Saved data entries
************

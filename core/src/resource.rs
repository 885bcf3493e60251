//! Resource states for asynchronous fetches.
//!
//! A [`Resource`] is what one observable slot of a screen holds while a
//! request is in flight and after it finishes. The lifecycle is always
//! `Loading` followed by exactly one terminal state; a new request starts the
//! cycle again.

use serde::{Deserialize, Serialize};

/// Outcome of one asynchronous fetch
///
/// # Example
///
/// ```
/// use gatepass_core::Resource;
///
/// let loaded: Resource<u32> = Resource::Success(3);
/// assert_eq!(loaded.data(), Some(&3));
///
/// let failed: Resource<u32> = Resource::Error("No tickets found".to_string());
/// assert_eq!(failed.error_message(), Some("No tickets found"));
/// assert!(failed.is_terminal());
/// ```
#[derive(Clone, Debug, PartialEq, Serialize, Deserialize)]
#[serde(tag = "state", content = "value", rename_all = "snake_case")]
pub enum Resource<T> {
    /// Request issued, no answer yet
    Loading,
    /// Request succeeded with a payload
    Success(T),
    /// Request failed; the message is ready to show to the user
    Error(String),
}

impl<T> Resource<T> {
    /// Build a terminal state from a result, rendering errors with `describe`
    pub fn from_result<E, F>(result: Result<T, E>, describe: F) -> Self
    where
        F: FnOnce(E) -> String,
    {
        match result {
            Ok(value) => Self::Success(value),
            Err(error) => Self::Error(describe(error)),
        }
    }

    /// Whether the request is still in flight
    #[must_use]
    pub const fn is_loading(&self) -> bool {
        matches!(self, Self::Loading)
    }

    /// Whether this is `Success` or `Error`
    #[must_use]
    pub const fn is_terminal(&self) -> bool {
        !self.is_loading()
    }

    /// Whether the request succeeded
    #[must_use]
    pub const fn is_success(&self) -> bool {
        matches!(self, Self::Success(_))
    }

    /// Whether the request failed
    #[must_use]
    pub const fn is_error(&self) -> bool {
        matches!(self, Self::Error(_))
    }

    /// The payload, if the request succeeded
    #[must_use]
    pub const fn data(&self) -> Option<&T> {
        match self {
            Self::Success(value) => Some(value),
            Self::Loading | Self::Error(_) => None,
        }
    }

    /// Consume the resource and return the payload, if any
    #[must_use]
    pub fn into_data(self) -> Option<T> {
        match self {
            Self::Success(value) => Some(value),
            Self::Loading | Self::Error(_) => None,
        }
    }

    /// The error message, if the request failed
    #[must_use]
    pub fn error_message(&self) -> Option<&str> {
        match self {
            Self::Error(message) => Some(message),
            Self::Loading | Self::Success(_) => None,
        }
    }

    /// Transform the payload, keeping `Loading` and `Error` as they are
    pub fn map<U, F>(self, f: F) -> Resource<U>
    where
        F: FnOnce(T) -> U,
    {
        match self {
            Self::Loading => Resource::Loading,
            Self::Success(value) => Resource::Success(f(value)),
            Self::Error(message) => Resource::Error(message),
        }
    }
}

#[cfg(test)]
mod tests {
    use super::*;

    #[test]
    fn loading_is_not_terminal() {
        let resource: Resource<u8> = Resource::Loading;
        assert!(resource.is_loading());
        assert!(!resource.is_terminal());
        assert_eq!(resource.data(), None);
        assert_eq!(resource.error_message(), None);
    }

    #[test]
    fn from_result_renders_errors() {
        let ok: Resource<u8> = Resource::from_result(Ok::<_, &str>(7), str::to_string);
        assert_eq!(ok, Resource::Success(7));

        let err: Resource<u8> =
            Resource::from_result(Err("connection refused"), |e| format!("failed: {e}"));
        assert_eq!(err.error_message(), Some("failed: connection refused"));
    }

    #[test]
    fn map_keeps_error_message() {
        let err: Resource<u8> = Resource::Error("nope".to_string());
        assert_eq!(err.map(u32::from), Resource::Error("nope".to_string()));

        let ok: Resource<u8> = Resource::Success(2);
        assert_eq!(ok.map(|v| u32::from(v) * 10), Resource::Success(20));
    }

    #[test]
    fn serializes_with_state_tag() {
        let json = serde_json::to_value(Resource::Success(vec![1, 2])).unwrap_or_default();
        assert_eq!(json, serde_json::json!({ "state": "success", "value": [1, 2] }));

        let json = serde_json::to_value(Resource::<u8>::Loading).unwrap_or_default();
        assert_eq!(json, serde_json::json!({ "state": "loading" }));
    }
}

************

### TASK INSTRUCTIONS:
Would you output every entry exactly as it was written?

### WRITTEN RESPONSE:
filename core/src/resource.rs
repository 885bcf3493e60251
//! Resource states for asynchronous fetches.
//!
//! A [`Resource`] is what one observable slot of a screen holds while a
//! request is in flight and after it finishes. The lifecycle is always
//! `Loading` followed by exactly one terminal state; a new request starts the
//! cycle again.

use serde::{Deserialize, Serialize};

/// Outcome of one asynchronous fetch
///
/// # Example
///
/// ```
/// use gatepass_core::Resource;
///
/// let loaded: Resource<u32> = Resource::Success(3);
/// assert_eq!(loaded.data(), Some(&3));
///
/// let failed: Resource<u32> = Resource::Error("No tickets found".to_string());
/// assert_eq!(failed.error_message(), Some("No tickets found"));
/// assert!(failed.is_terminal());
/// ```
#[derive(Clone, Debug, PartialEq, Serialize, Deserialize)]
#[serde(tag = "state", content = "value", rename_all = "snake_case")]
pub enum Resource<T> {
    /// Request issued, no answer yet
    Loading,
    /// Request succeeded with a payload
    Success(T),
    /// Request failed; the message is ready to show to the user
    Error(String),
}

impl<T> Resource<T> {
    /// Build a terminal state from a result, rendering errors with `describe`
    pub fn from_result<E, F>(result: Result<T, E>, describe: F) -> Self
    where
        F: FnOnce(E) -> String,
    {
        match result {
            Ok(value) => Self::Success(value),
            Err(error) => Self::Error(describe(error)),
        }
    }

    /// Whether the request is still in flight
    #[must_use]
    pub const fn is_loading(&self) -> bool {
        matches!(self, Self::Loading)
    }

    /// Whether this is `Success` or `Error`
    #[must_use]
    pub const fn is_terminal(&self) -> bool {
        !self.is_loading()
    }

    /// Whether the request succeeded
    #[must_use]
    pub const fn is_success(&self) -> bool {
        matches!(self, Self::Success(_))
    }

    /// Whether the request failed
    #[must_use]
    pub const fn is_error(&self) -> bool {
        matches!(self, Self::Error(_))
    }

    /// The payload, if the request succeeded
    #[must_use]
    pub const fn data(&self) -> Option<&T> {
        match self {
            Self::Success(value) => Some(value),
            Self::Loading | Self::Error(_) => None,
        }
    }

    /// Consume the resource and return the payload, if any
    #[must_use]
    pub fn into_data(self) -> Option<T> {
        match self {
            Self::Success(value) => Some(value),
            Self::Loading | Self::Error(_) => None,
        }
    }

    /// The error message, if the request failed
    #[must_use]
    pub fn error_message(&self) -> Option<&str> {
        match self {
            Self::Error(message) => Some(message),
            Self::Loading | Self::Success(_) => None,
        }
    }

    /// Transform the payload, keeping `Loading` and `Error` as they are
    pub fn map<U, F>(self, f: F) -> Resource<U>
    where
        F: FnOnce(T) -> U,
    {
        match self {
            Self::Loading => Resource::Loading,
            Self::Success(value) => Resource::Success(f(value)),
            Self::Error(message) => Resource::Error(message),
        }
    }
}

#[cfg(test)]
mod tests {
    use super::*;

    #[test]
    fn loading_is_not_terminal() {
        let resource: Resource<u8> = Resource::Loading;
        assert!(resource.is_loading());
        assert!(!resource.is_terminal());
        assert_eq!(resource.data(), None);
        assert_eq!(resource.error_message(), None);
    }

    #[test]
    fn from_result_renders_errors() {
        let ok: Resource<u8> = Resource::from_result(Ok::<_, &str>(7), str::to_string);
        assert_eq!(ok, Resource::Success(7));

        let err: Resource<u8> =
            Resource::from_result(Err("connection refused"), |e| format!("failed: {e}"));
        assert_eq!(err.error_message(), Some("failed: connection refused"));
    }

    #[test]
    fn map_keeps_error_message() {
        let err: Resource<u8> = Resource::Error("nope".to_string());
        assert_eq!(err.map(u32::from), Resource::Error("nope".to_string()));

        let ok: Resource<u8> = Resource::Success(2);
        assert_eq!(ok.map(|v| u32::from(v) * 10), Resource::Success(20));
    }

    #[test]
    fn serializes_with_state_tag() {
        let json = serde_json::to_value(Resource::Success(vec![1, 2])).unwrap_or_default();
        assert_eq!(json, serde_json::json!({ "state": "success", "value": [1, 2] }));

        let json = serde_json::to_value(Resource::<u8>::Loading).unwrap_or_default();
        assert_eq!(json, serde_json::json!({ "state": "loading" }));
    }
}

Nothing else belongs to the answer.